> **HOW TO COMPLETE THIS TASK**
Nothing in the records may be dropped. Retype them all exactly.

> **SUPPLIED INFORMATION**

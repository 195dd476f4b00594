//! CSV progress recorder, grounded on `OptimizationRecorder` in the
//! teacher crate. Purely a convenience for offline analysis; the engine
//! itself only requires the four-field [`crate::progress::GenerationReport`].

use crate::progress::GenerationReport;
use std::fs::{create_dir_all, File};
use std::io::Write;
use std::sync::Mutex;

/// Accumulates [`GenerationReport`]s and writes them to a CSV file.
pub struct ProgressRecorder {
    records: Mutex<Vec<GenerationReport>>,
}

impl ProgressRecorder {
    pub fn new() -> Self {
        Self {
            records: Mutex::new(Vec::new()),
        }
    }

    pub fn record(&self, report: &GenerationReport) {
        self.records.lock().unwrap().push(report.clone());
    }

    pub fn len(&self) -> usize {
        self.records.lock().unwrap().len()
    }

    pub fn is_empty(&self) -> bool {
        self.len() == 0
    }

    /// Write all recorded generations to `<output_dir>/<name>.csv`,
    /// creating `output_dir` if necessary.
    pub fn save_to_csv(&self, output_dir: &str, name: &str) -> std::io::Result<String> {
        create_dir_all(output_dir)?;
        let path = format!("{output_dir}/{name}.csv");
        let mut file = File::create(&path)?;
        writeln!(file, "generation,best_slot,best_fom,best_violation_sum")?;
        for r in self.records.lock().unwrap().iter() {
            writeln!(
                file,
                "{},{},{:.16e},{:.16e}",
                r.generation, r.best_slot, r.best_fom, r.best_violation_sum
            )?;
        }
        Ok(path)
    }
}

impl Default for ProgressRecorder {
    fn default() -> Self {
        Self::new()
    }
}

#[cfg(test)]
mod tests {
    use super::*;

    #[test]
    fn round_trips_recorded_generations_through_csv() {
        let recorder = ProgressRecorder::new();
        for g in 1..=3u64 {
            recorder.record(&GenerationReport {
                generation: g,
                best_slot: 0,
                best_fom: 1.0 / g as f64,
                best_violation_sum: 0.0,
            });
        }
        assert_eq!(recorder.len(), 3);

        let dir = tempfile::tempdir().unwrap();
        let path = recorder
            .save_to_csv(dir.path().to_str().unwrap(), "run")
            .unwrap();
        let contents = std::fs::read_to_string(&path).unwrap();
        let lines: Vec<&str> = contents.trim().lines().collect();
        assert_eq!(lines.len(), 4); // header + 3 generations
        assert!(lines[0].starts_with("generation,best_slot,best_fom"));
    }
}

> **EXERCISE OUTPUT**
repository 195dd476f4b00594
//! CSV progress recorder, grounded on `OptimizationRecorder` in the
//! teacher crate. Purely a convenience for offline analysis; the engine
//! itself only requires the four-field [`crate::progress::GenerationReport`].

use crate::progress::GenerationReport;
use std::fs::{create_dir_all, File};
use std::io::Write;
use std::sync::Mutex;

/// Accumulates [`GenerationReport`]s and writes them to a CSV file.
pub struct ProgressRecorder {
    records: Mutex<Vec<GenerationReport>>,
}

impl ProgressRecorder {
    pub fn new() -> Self {
        Self {
            records: Mutex::new(Vec::new()),
        }
    }

    pub fn record(&self, report: &GenerationReport) {
        self.records.lock().unwrap().push(report.clone());
    }

    pub fn len(&self) -> usize {
        self.records.lock().unwrap().len()
    }

    pub fn is_empty(&self) -> bool {
        self.len() == 0
    }

    /// Write all recorded generations to `<output_dir>/<name>.csv`,
    /// creating `output_dir` if necessary.
    pub fn save_to_csv(&self, output_dir: &str, name: &str) -> std::io::Result<String> {
        create_dir_all(output_dir)?;
        let path = format!("{output_dir}/{name}.csv");
        let mut file = File::create(&path)?;
        writeln!(file, "generation,best_slot,best_fom,best_violation_sum")?;
        for r in self.records.lock().unwrap().iter() {
            writeln!(
                file,
                "{},{},{:.16e},{:.16e}",
                r.generation, r.best_slot, r.best_fom, r.best_violation_sum
            )?;
        }
        Ok(path)
    }
}

impl Default for ProgressRecorder {
    fn default() -> Self {
        Self::new()
    }
}

#[cfg(test)]
mod tests {
    use super::*;

    #[test]
    fn round_trips_recorded_generations_through_csv() {
        let recorder = ProgressRecorder::new();
        for g in 1..=3u64 {
            recorder.record(&GenerationReport {
                generation: g,
                best_slot: 0,
                best_fom: 1.0 / g as f64,
                best_violation_sum: 0.0,
            });
        }
        assert_eq!(recorder.len(), 3);

        let dir = tempfile::tempdir().unwrap();
        let path = recorder
            .save_to_csv(dir.path().to_str().unwrap(), "run")
            .unwrap();
        let contents = std::fs::read_to_string(&path).unwrap();
        let lines: Vec<&str> = contents.trim().lines().collect();
        assert_eq!(lines.len(), 4); // header + 3 generations
        assert!(lines[0].starts_with("generation,best_slot,best_fom"));
    }
}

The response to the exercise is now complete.